Copy each line below containing "data".

☆ ☆ ☆ ☆

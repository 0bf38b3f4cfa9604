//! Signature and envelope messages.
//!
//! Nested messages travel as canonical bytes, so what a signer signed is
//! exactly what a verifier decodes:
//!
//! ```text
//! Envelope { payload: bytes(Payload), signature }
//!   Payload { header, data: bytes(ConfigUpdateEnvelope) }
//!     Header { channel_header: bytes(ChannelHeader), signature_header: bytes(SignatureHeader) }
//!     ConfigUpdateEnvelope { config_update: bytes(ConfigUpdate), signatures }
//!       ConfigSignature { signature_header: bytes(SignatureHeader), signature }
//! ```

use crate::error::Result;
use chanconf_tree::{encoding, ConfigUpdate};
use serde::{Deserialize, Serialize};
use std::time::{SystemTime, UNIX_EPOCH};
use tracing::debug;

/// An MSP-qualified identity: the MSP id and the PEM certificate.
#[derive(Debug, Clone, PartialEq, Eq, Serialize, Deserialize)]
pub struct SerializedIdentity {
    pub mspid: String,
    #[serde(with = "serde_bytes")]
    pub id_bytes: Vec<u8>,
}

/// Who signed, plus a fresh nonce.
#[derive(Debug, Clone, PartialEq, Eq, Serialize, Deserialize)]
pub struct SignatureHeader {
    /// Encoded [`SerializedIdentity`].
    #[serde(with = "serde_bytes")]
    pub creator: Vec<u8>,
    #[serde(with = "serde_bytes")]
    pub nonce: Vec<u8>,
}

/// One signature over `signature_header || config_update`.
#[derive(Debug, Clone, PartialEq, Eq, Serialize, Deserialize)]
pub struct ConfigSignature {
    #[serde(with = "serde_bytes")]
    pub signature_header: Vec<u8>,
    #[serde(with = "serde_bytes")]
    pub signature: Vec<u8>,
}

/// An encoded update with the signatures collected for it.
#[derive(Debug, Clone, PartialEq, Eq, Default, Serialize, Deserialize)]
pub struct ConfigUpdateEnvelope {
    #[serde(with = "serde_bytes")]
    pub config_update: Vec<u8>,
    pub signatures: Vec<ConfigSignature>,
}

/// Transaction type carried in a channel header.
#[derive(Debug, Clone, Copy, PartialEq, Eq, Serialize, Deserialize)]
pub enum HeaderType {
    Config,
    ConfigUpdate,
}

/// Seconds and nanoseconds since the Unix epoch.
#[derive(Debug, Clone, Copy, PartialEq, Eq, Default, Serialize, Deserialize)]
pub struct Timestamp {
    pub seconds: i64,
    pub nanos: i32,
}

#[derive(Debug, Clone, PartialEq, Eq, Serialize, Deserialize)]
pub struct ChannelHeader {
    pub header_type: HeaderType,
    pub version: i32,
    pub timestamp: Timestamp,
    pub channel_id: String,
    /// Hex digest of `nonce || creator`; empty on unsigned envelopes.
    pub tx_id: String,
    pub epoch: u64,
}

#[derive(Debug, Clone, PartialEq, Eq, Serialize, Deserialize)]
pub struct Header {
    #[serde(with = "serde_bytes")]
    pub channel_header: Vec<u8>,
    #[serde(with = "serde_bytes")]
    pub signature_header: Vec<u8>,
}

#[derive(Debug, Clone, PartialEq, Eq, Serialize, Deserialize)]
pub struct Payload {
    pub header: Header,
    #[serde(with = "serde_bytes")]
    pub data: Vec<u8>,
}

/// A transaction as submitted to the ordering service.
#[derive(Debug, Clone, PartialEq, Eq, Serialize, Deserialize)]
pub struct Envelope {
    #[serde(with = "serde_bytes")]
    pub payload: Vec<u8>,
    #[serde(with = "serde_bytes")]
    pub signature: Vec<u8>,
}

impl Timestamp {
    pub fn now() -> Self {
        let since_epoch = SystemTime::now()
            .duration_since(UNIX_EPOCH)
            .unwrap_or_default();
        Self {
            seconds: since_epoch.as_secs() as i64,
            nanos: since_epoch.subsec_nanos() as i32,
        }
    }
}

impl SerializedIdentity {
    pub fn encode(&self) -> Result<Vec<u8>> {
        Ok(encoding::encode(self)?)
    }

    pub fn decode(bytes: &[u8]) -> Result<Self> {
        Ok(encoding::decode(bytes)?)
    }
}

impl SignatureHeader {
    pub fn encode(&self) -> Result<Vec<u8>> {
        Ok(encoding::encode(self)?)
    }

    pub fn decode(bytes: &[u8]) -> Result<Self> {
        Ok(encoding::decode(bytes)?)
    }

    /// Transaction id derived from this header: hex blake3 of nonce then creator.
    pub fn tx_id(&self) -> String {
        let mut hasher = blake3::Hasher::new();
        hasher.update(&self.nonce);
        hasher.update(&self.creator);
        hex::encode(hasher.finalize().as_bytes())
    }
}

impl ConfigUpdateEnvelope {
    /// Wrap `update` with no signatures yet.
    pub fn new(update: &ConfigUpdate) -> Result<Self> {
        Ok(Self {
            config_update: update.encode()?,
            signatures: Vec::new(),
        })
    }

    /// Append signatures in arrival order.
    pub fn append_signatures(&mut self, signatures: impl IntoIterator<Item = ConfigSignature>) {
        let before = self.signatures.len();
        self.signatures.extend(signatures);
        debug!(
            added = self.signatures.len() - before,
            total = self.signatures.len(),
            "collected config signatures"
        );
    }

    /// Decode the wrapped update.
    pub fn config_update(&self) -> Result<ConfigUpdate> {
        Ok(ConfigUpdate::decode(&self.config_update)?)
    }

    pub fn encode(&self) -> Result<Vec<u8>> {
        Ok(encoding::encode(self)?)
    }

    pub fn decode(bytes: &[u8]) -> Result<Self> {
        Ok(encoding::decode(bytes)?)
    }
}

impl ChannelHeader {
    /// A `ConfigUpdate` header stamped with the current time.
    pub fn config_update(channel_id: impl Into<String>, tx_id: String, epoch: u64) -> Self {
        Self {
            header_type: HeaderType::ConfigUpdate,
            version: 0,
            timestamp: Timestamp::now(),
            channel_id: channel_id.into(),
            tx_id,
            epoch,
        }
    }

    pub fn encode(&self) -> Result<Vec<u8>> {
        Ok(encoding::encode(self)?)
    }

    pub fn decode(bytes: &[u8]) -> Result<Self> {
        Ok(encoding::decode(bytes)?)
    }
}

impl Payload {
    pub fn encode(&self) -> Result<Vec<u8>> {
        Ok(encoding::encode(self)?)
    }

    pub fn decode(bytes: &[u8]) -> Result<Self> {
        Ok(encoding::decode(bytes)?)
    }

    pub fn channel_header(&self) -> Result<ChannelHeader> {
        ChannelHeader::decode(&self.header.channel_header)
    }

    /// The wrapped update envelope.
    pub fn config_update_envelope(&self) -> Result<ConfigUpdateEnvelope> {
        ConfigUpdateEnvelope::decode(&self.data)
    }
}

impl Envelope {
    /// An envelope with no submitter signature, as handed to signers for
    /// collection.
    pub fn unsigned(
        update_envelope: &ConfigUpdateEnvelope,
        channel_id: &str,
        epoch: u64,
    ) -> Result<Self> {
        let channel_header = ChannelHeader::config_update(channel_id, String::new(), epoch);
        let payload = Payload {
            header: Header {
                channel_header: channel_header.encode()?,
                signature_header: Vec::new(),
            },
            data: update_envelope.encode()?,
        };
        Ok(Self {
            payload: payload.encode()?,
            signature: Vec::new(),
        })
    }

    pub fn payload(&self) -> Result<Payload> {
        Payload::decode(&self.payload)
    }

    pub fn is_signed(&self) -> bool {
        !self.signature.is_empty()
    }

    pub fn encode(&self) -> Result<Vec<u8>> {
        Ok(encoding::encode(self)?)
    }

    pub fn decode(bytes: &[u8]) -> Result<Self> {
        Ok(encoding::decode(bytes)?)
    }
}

☆ ☆ ☆ ☆

§ **Result**:
//!   Payload { header, data: bytes(ConfigUpdateEnvelope) }
    pub data: Vec<u8>,
        ConfigUpdateEnvelope::decode(&self.data)
            data: update_envelope.encode()?,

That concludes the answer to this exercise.